On Mar 21, 2009, at 1:31 AM, Rolandb wrote:

> Hi, I didn't expect that whole M would be effected.
>
> M=[[0..9]]*3
> print M[0]
> [0, 1, 2, 3, 4, 5, 6, 7, 8, 9]
>
> M[1].remove(9)
> print M
> [[0, 1, 2, 3, 4, 5, 6, 7, 8], [0, 1, 2, 3, 4, 5, 6, 7, 8], [0, 1, 2,
> 3,
> 4, 5, 6, 7, 8]]

This is due to how Python behaves with references--it doesn't  
actually copy the entire list three times, it simply makes three  
references to the same original list.
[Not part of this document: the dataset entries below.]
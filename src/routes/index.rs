use std::sync::Arc;

use axum::{extract::Extension, response::Html};
use tracing::info;

use crate::services::auth_user::AuthUser;
use crate::settings::Settings;

const INDEX_TEMPLATE: &str = include_str!("../../templates/index.html");

/**
 * GET the switch page with the configured team and user ids filled in.
 */
pub async fn index(
    Extension(settings): Extension<Arc<Settings>>,
    _auth: AuthUser,
) -> Html<String> {
    info!("Serving switch page.");
    Html(render_index(&settings))
}

/// Fills `{{name}}` placeholders in one pass; substituted values are never rescanned.
pub fn render_index(settings: &Settings) -> String {
    let mut out = String::with_capacity(INDEX_TEMPLATE.len());
    let mut rest = INDEX_TEMPLATE;

    while let Some(start) = rest.find("{{") {
        out.push_str(&rest[..start]);
        let after_open = &rest[start + 2..];

        let Some(end) = after_open.find("}}") else {
            out.push_str(&rest[start..]);
            return out;
        };

        let value = match &after_open[..end] {
            "cs_team" => Some(&settings.team_cs_id),
            "tech_team" => Some(&settings.team_tech_id),
            "nina_user" => Some(&settings.nina_user_id),
            _ => None,
        };
        match value {
            Some(value) => out.push_str(&escape_html(value)),
            None => out.push_str(&rest[start..start + 2 + end + 2]),
        }

        rest = &after_open[end + 2..];
    }

    out.push_str(rest);
    out
}

fn escape_html(value: &str) -> String {
    let mut out = String::with_capacity(value.len());
    for c in value.chars() {
        match c {
            '&' => out.push_str("&amp;"),
            '<' => out.push_str("&lt;"),
            '>' => out.push_str("&gt;"),
            '"' => out.push_str("&quot;"),
            '\'' => out.push_str("&#x27;"),
            _ => out.push(c),
        }
    }
    out
}
use std::sync::Arc;

use axum::{
    extract::Extension,
    routing::{get, post},
    Router,
};
use tower_http::trace::TraceLayer;

use crate::routes::{health::health, index::index, switch::switch_team};
use crate::services::team_switcher::TeamSwitcher;
use crate::settings::Settings;

pub fn build_router(settings: Arc<Settings>, switcher: Arc<TeamSwitcher>) -> Router {
    Router::new()
        .route("/", get(index))
        .route("/switch/{mode}", post(switch_team))
        .route("/health", get(health))
        .layer(Extension(settings))
        .layer(Extension(switcher))
        .layer(TraceLayer::new_for_http())
}

#[cfg(test)]
mod tests {
    use super::*;
    use crate::services::aircall_client::{AircallClient, TeamApi};
    use crate::services::team_switcher::fake::{Reply, ScriptedApi};
    use crate::settings::test_settings;
    use axum::{
        body::{to_bytes, Body},
        http::{header, Request, StatusCode},
        response::Response,
    };
    use base64::{engine::general_purpose::STANDARD, Engine};
    use serde_json::Value;
    use tower::ServiceExt;
    use wiremock::matchers::{method, path};
    use wiremock::{Mock, MockServer, ResponseTemplate};

    fn router_with(api: Arc<dyn TeamApi>, settings: Settings) -> Router {
        let switcher = Arc::new(TeamSwitcher::new(api, &settings));
        build_router(Arc::new(settings), switcher)
    }

    fn basic(user: &str, pass: &str) -> String {
        format!("Basic {}", STANDARD.encode(format!("{}:{}", user, pass)))
    }

    fn request(method: &str, uri: &str, auth: Option<String>) -> Request<Body> {
        let mut builder = Request::builder().method(method).uri(uri);
        if let Some(auth) = auth {
            builder = builder.header(header::AUTHORIZATION, auth);
        }
        builder.body(Body::empty()).unwrap()
    }

    async fn body_string(response: Response) -> String {
        let bytes = to_bytes(response.into_body(), usize::MAX).await.unwrap();
        String::from_utf8(bytes.to_vec()).unwrap()
    }

    async fn body_json(response: Response) -> Value {
        serde_json::from_str(&body_string(response).await).unwrap()
    }

    #[tokio::test]
    async fn test_health_needs_no_auth() {
        let app = router_with(Arc::new(ScriptedApi::new(vec![])), test_settings());

        let response = app.oneshot(request("GET", "/health", None)).await.unwrap();

        assert_eq!(response.status(), StatusCode::OK);
        assert_eq!(body_json(response).await, serde_json::json!({ "ok": true }));
    }

    #[tokio::test]
    async fn test_index_without_credentials_is_challenged() {
        let app = router_with(Arc::new(ScriptedApi::new(vec![])), test_settings());

        let response = app.oneshot(request("GET", "/", None)).await.unwrap();

        assert_eq!(response.status(), StatusCode::UNAUTHORIZED);
        assert_eq!(response.headers().get(header::WWW_AUTHENTICATE).unwrap(), "Basic");
    }

    #[tokio::test]
    async fn test_index_with_wrong_password_is_challenged() {
        let app = router_with(Arc::new(ScriptedApi::new(vec![])), test_settings());

        let response = app
            .oneshot(request("GET", "/", Some(basic("admin", "wrong"))))
            .await
            .unwrap();

        assert_eq!(response.status(), StatusCode::UNAUTHORIZED);
        assert!(response.headers().contains_key(header::WWW_AUTHENTICATE));
    }

    #[tokio::test]
    async fn test_index_with_wrong_username_is_challenged() {
        let app = router_with(Arc::new(ScriptedApi::new(vec![])), test_settings());

        let response = app
            .oneshot(request("GET", "/", Some(basic("mallory", "secret"))))
            .await
            .unwrap();

        assert_eq!(response.status(), StatusCode::UNAUTHORIZED);
        assert!(response.headers().contains_key(header::WWW_AUTHENTICATE));
    }

    #[tokio::test]
    async fn test_index_with_credentials_shows_ids() {
        let app = router_with(Arc::new(ScriptedApi::new(vec![])), test_settings());

        let response = app
            .oneshot(request("GET", "/", Some(basic("admin", "secret"))))
            .await
            .unwrap();

        assert_eq!(response.status(), StatusCode::OK);
        let html = body_string(response).await;
        assert!(html.contains("cs-team"));
        assert!(html.contains("tech-team"));
        assert!(html.contains("nina"));
    }

    #[tokio::test]
    async fn test_switch_requires_auth_before_anything_else() {
        let api = Arc::new(ScriptedApi::new(vec![]));
        let app = router_with(api.clone(), test_settings());

        let response = app
            .oneshot(request("POST", "/switch/kundeservice", None))
            .await
            .unwrap();

        assert_eq!(response.status(), StatusCode::UNAUTHORIZED);
        assert!(api.calls().is_empty());
    }

    #[tokio::test]
    async fn test_switch_bogus_mode_is_bad_request_without_calls() {
        let api = Arc::new(ScriptedApi::new(vec![]));
        let app = router_with(api.clone(), test_settings());

        let response = app
            .oneshot(request("POST", "/switch/bogus", Some(basic("admin", "secret"))))
            .await
            .unwrap();

        assert_eq!(response.status(), StatusCode::BAD_REQUEST);
        assert_eq!(body_json(response).await["detail"], "Invalid mode");
        assert!(api.calls().is_empty());
    }

    #[tokio::test]
    async fn test_switch_success() {
        let api = Arc::new(ScriptedApi::new(vec![(201, ""), (204, "")]));
        let app = router_with(api.clone(), test_settings());

        let response = app
            .oneshot(request("POST", "/switch/teknisk", Some(basic("admin", "secret"))))
            .await
            .unwrap();

        assert_eq!(response.status(), StatusCode::OK);
        assert_eq!(
            body_json(response).await,
            serde_json::json!({ "ok": true, "mode": "teknisk" })
        );
        assert_eq!(api.calls().len(), 2);
    }

    #[tokio::test]
    async fn test_switch_upstream_rejection_is_500_with_details() {
        let api = Arc::new(ScriptedApi::new(vec![(500, "aircall down")]));
        let app = router_with(api.clone(), test_settings());

        let response = app
            .oneshot(request("POST", "/switch/kundeservice", Some(basic("admin", "secret"))))
            .await
            .unwrap();

        assert_eq!(response.status(), StatusCode::INTERNAL_SERVER_ERROR);
        assert_eq!(
            body_json(response).await["detail"],
            "Aircall add failed: 500 aircall down"
        );
        assert_eq!(api.calls().len(), 1);
    }

    #[tokio::test]
    async fn test_switch_transport_failure_is_generic_500() {
        let api = Arc::new(ScriptedApi::with_replies(vec![Reply::Unreachable]));
        let app = router_with(api.clone(), test_settings());

        let response = app
            .oneshot(request("POST", "/switch/kundeservice", Some(basic("admin", "secret"))))
            .await
            .unwrap();

        assert_eq!(response.status(), StatusCode::INTERNAL_SERVER_ERROR);
        assert_eq!(
            body_json(response).await["detail"],
            "Unexpected error while contacting Aircall"
        );
        assert_eq!(api.calls().len(), 1);
    }

    #[tokio::test]
    async fn test_switch_against_aircall_mock() {
        let server = MockServer::start().await;
        Mock::given(method("POST"))
            .and(path("/teams/cs-team/users/nina"))
            .respond_with(ResponseTemplate::new(409))
            .expect(1)
            .mount(&server)
            .await;
        Mock::given(method("DELETE"))
            .and(path("/teams/tech-team/users/nina"))
            .respond_with(ResponseTemplate::new(404))
            .expect(1)
            .mount(&server)
            .await;

        let mut settings = test_settings();
        settings.aircall_base_url = server.uri();
        let api = Arc::new(AircallClient::new(&settings).unwrap());
        let app = router_with(api, settings);

        let response = app
            .oneshot(request("POST", "/switch/kundeservice", Some(basic("admin", "secret"))))
            .await
            .unwrap();

        assert_eq!(response.status(), StatusCode::OK);
        assert_eq!(body_json(response).await["mode"], "kundeservice");
    }
}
To see that they are actually  
the same underlying list

sage: M[0] is M[1]
True

To get three copies of the same thing, you can do

sage: M = [[0..9] for a in range(3)]
sage: M[1].remove(9)
sage: print M
[[0, 1, 2, 3, 4, 5, 6, 7, 8, 9], [0, 1, 2, 3, 4, 5, 6, 7, 8], [0, 1,  
2, 3, 4, 5, 6, 7, 8, 9]]

Sage tries to avoid this pitfall by making most objects immutable.  
(An exception is vectors and matrices, where storage considerations  
make copying expensive, and even they can be made immutable.) There  
is talk about trying to implement copy-on-write semantics in some  
cases, but that's easier said than done.